The Paradox of Prayer

There's something of a paradox built into the discipline of prayer. On the one hand, prayer involves an intrinsic awareness of the dynamism of real life. In other words, it takes seriously that life is uncertain, that it moves ever-stubbornly into the future as tomorrow ceaselessly rolls into today, and without choice we must face all the ambiguities that come along with it. To pray, with any degree of honesty, is to pray from a position of uncertainty and finitude. We pray because we are stepping into a foreign world which we do not know and we need some light to illuminate our path.

On the other hand, we pray because our feet are planted and in order to keep our footing secure. We pray in order to ground ourselves in the God whose agency conditions all human experience, whose certainty precedes human insecurity, and who rightly stakes claim on the very soil in which we are planted. We pray so that we may never be uprooted.
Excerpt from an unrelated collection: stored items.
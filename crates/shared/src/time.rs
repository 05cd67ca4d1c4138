//! Timestamp formatting for the status record.

use chrono::{DateTime, Local, NaiveDateTime, TimeZone};
use std::fmt::Display;

/// Format of `last_updated`: local wall-clock time, second precision.
pub const TIMESTAMP_FORMAT: &str = "%Y-%m-%d %H:%M:%S";

/// Formats a point in time as `YYYY-MM-DD HH:MM:SS` in its own timezone.
pub fn format_timestamp<Tz>(at: &DateTime<Tz>) -> String
where
    Tz: TimeZone,
    Tz::Offset: Display,
{
    at.format(TIMESTAMP_FORMAT).to_string()
}

/// Current local time as a `last_updated` string.
pub fn local_timestamp() -> String {
    format_timestamp(&Local::now())
}

/// Parses a `last_updated` string back into a naive local time.
pub fn parse_timestamp(value: &str) -> Option<NaiveDateTime> {
    NaiveDateTime::parse_from_str(value, TIMESTAMP_FORMAT).ok()
}
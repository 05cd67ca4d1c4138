//! Shared utilities and common types for the Sleepy backend.
//!
//! This crate provides common functionality used across all other crates:
//! - Secret fingerprinting and comparison
//! - Unique ID generation for devices
//! - Local timestamp formatting
//! - Common validation logic for query-string inputs

pub mod crypto;
pub mod id;
pub mod time;
pub mod validation;
//! Health check endpoint handlers.

use axum::{extract::State, http::StatusCode, Json};
use serde::Serialize;

use crate::app::AppState;

/// Simple status response for liveness/readiness probes.
#[derive(Debug, Serialize)]
pub struct StatusResponse {
    pub status: String,
}

/// Readiness detail per backing document.
#[derive(Debug, Serialize)]
pub struct ReadinessResponse {
    pub status: String,
    pub status_document: bool,
    pub devices_document: bool,
}

/// Liveness probe.
///
/// GET /api/health/live
pub async fn live() -> Json<StatusResponse> {
    Json(StatusResponse {
        status: "alive".to_string(),
    })
}

/// Readiness probe: the status and device documents must both be readable.
///
/// GET /api/health/ready
pub async fn ready(
    State(state): State<AppState>,
) -> (StatusCode, Json<ReadinessResponse>) {
    let (status_ok, devices_ok) = tokio::join!(state.statuses.read(), state.devices.list());
    let status_document = status_ok.is_ok();
    let devices_document = devices_ok.is_ok();

    if status_document && devices_document {
        (
            StatusCode::OK,
            Json(ReadinessResponse {
                status: "ready".to_string(),
                status_document,
                devices_document,
            }),
        )
    } else {
        tracing::warn!(status_document, devices_document, "Readiness check failed");
        (
            StatusCode::SERVICE_UNAVAILABLE,
            Json(ReadinessResponse {
                status: "not ready".to_string(),
                status_document,
                devices_document,
            }),
        )
    }
}
//! Device endpoint handlers.

use axum::{
    extract::State,
    Json,
};
use serde::Deserialize;

use crate::app::AppState;
use crate::error::ApiError;
use crate::extractors::QueryParams;
use crate::middleware::metrics::{record_device_mutation, DeviceMutation};
use domain::models::device::{DeviceDraft, DeviceListResponse, DeviceResponse, DeviceUpdate};

/// Query parameters for device update.
#[derive(Debug, Deserialize)]
pub struct SetDeviceQuery {
    pub id: Option<String>,
    #[serde(flatten)]
    pub update: DeviceUpdate,
}

/// Query parameters for device removal.
#[derive(Debug, Deserialize)]
pub struct RemoveDeviceQuery {
    pub id: Option<String>,
}

/// List all registered devices.
///
/// GET /api/device/list
pub async fn list_devices(
    State(state): State<AppState>,
) -> Result<Json<DeviceListResponse>, ApiError> {
    let devices = state.devices.list().await?;
    Ok(Json(devices.into()))
}

/// Register a new device.
///
/// GET, POST /api/device/add?show_name=&using=&app_name=
pub async fn add_device(
    State(state): State<AppState>,
    QueryParams(draft): QueryParams<DeviceDraft>,
) -> Result<Json<DeviceResponse>, ApiError> {
    let device = state.devices.add_device(&draft).await.map_err(|e| {
        tracing::info!(error = %e, "Device add rejected");
        e
    })?;
    record_device_mutation(DeviceMutation::Add);

    tracing::info!(
        device_id = %device.id,
        show_name = %device.show_name,
        "Device added"
    );

    Ok(Json(DeviceResponse::added(device)))
}

/// Partially update a device.
///
/// GET, POST /api/device/set?id=&show_name=&using=&app_name=
pub async fn set_device(
    State(state): State<AppState>,
    QueryParams(query): QueryParams<SetDeviceQuery>,
) -> Result<Json<DeviceResponse>, ApiError> {
    let device = state
        .devices
        .set_device(query.id.as_deref(), &query.update)
        .await
        .map_err(|e| {
            tracing::info!(device_id = ?query.id, error = %e, "Device update rejected");
            e
        })?;
    record_device_mutation(DeviceMutation::Set);

    tracing::info!(
        device_id = %device.id,
        using = device.using,
        app_name = %device.app_name,
        "Device updated"
    );

    Ok(Json(DeviceResponse::updated(device)))
}

/// Remove a device.
///
/// GET, POST /api/device/remove?id=
pub async fn remove_device(
    State(state): State<AppState>,
    QueryParams(query): QueryParams<RemoveDeviceQuery>,
) -> Result<Json<DeviceResponse>, ApiError> {
    let device = state
        .devices
        .remove_device(query.id.as_deref())
        .await
        .map_err(|e| {
            tracing::info!(device_id = ?query.id, error = %e, "Device removal rejected");
            e
        })?;
    record_device_mutation(DeviceMutation::Remove);

    tracing::info!(device_id = %device.id, "Device removed");

    Ok(Json(DeviceResponse::removed(device)))
}
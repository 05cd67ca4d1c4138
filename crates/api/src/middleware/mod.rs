//! HTTP middleware components.

pub mod auth;
pub mod logging;
pub mod metrics;
pub mod security_headers;
pub mod trace_id;

pub use auth::require_secret;
pub use metrics::{init_metrics, metrics_handler, metrics_middleware};
pub use security_headers::security_headers_middleware;
pub use trace_id::{trace_id, RequestId, REQUEST_ID_HEADER};
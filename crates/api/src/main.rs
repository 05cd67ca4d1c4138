use anyhow::{Context, Result};
use tracing::{info, warn};

use persistence::Documents;
use sleepy_api::{app, config, middleware};

#[tokio::main]
async fn main() -> Result<()> {
    // Load .env file if present
    dotenvy::dotenv().ok();

    let config = config::Config::load()?;

    middleware::logging::init_logging(&config.logging)?;
    middleware::init_metrics()?;

    info!("Starting Sleepy v{}", env!("CARGO_PKG_VERSION"));

    if !config.auth.is_configured() {
        warn!("No shared secret configured, every authenticated request will fail");
    }

    let paths = config.storage.document_paths();
    let documents = Documents::json_files(&paths);
    if config.storage.seed_missing {
        let created = documents
            .seed_missing()
            .await
            .with_context(|| format!("Failed to seed documents in {}", paths.data_dir.display()))?;
        if !created.is_empty() {
            info!(documents = ?created, "Created missing documents");
        }
    }
    info!(data_dir = %paths.data_dir.display(), "Using document store");

    let addr = config.socket_addr()?;
    let app = app::create_app(config, documents);

    info!("Server listening on {}", addr);

    let listener = tokio::net::TcpListener::bind(addr).await?;
    axum::serve(listener, app)
        .with_graceful_shutdown(shutdown_signal())
        .await?;

    info!("Server stopped");
    Ok(())
}

async fn shutdown_signal() {
    if let Err(e) = tokio::signal::ctrl_c().await {
        warn!(error = %e, "Failed to listen for shutdown signal");
        std::future::pending::<()>().await;
    }
    info!("Shutdown signal received");
}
The paradox is that when we pray, we step forward with our feet firmly planted.

To reconcile the paradox is impossible to do without sacrificing the truth of the matter. If we forget the ambiguities of real life, our prayer will be an act of rooting ourselves in the wrong soil. Since God is present in and concerned with the concrete reality of the situation on the ground, if prayer is in any way disconnected from unfiltered human experience, then it is also disconnected from the object of God's concern. We cannot be honest with God if we are not honest about our confusion, our uncertainty, our personal struggle, and our untamed doubts.

And yet if we are merely content to recognize the struggle, to face it alone, and to disregard God's agency over the situation; if we lose our footing on the assurance of God's future, then we will likely stumble into despair and complacency.

Prayer is an odd mixture of hope and uncertainty, of confession and assurance, of autonomy and dependence. Let your prayers be liberated—free to confess honestly the anguish of the situation—and let them also be filled with the assurance that the future for which we wait is the future of God in the crucified Christ, a future of resurrection.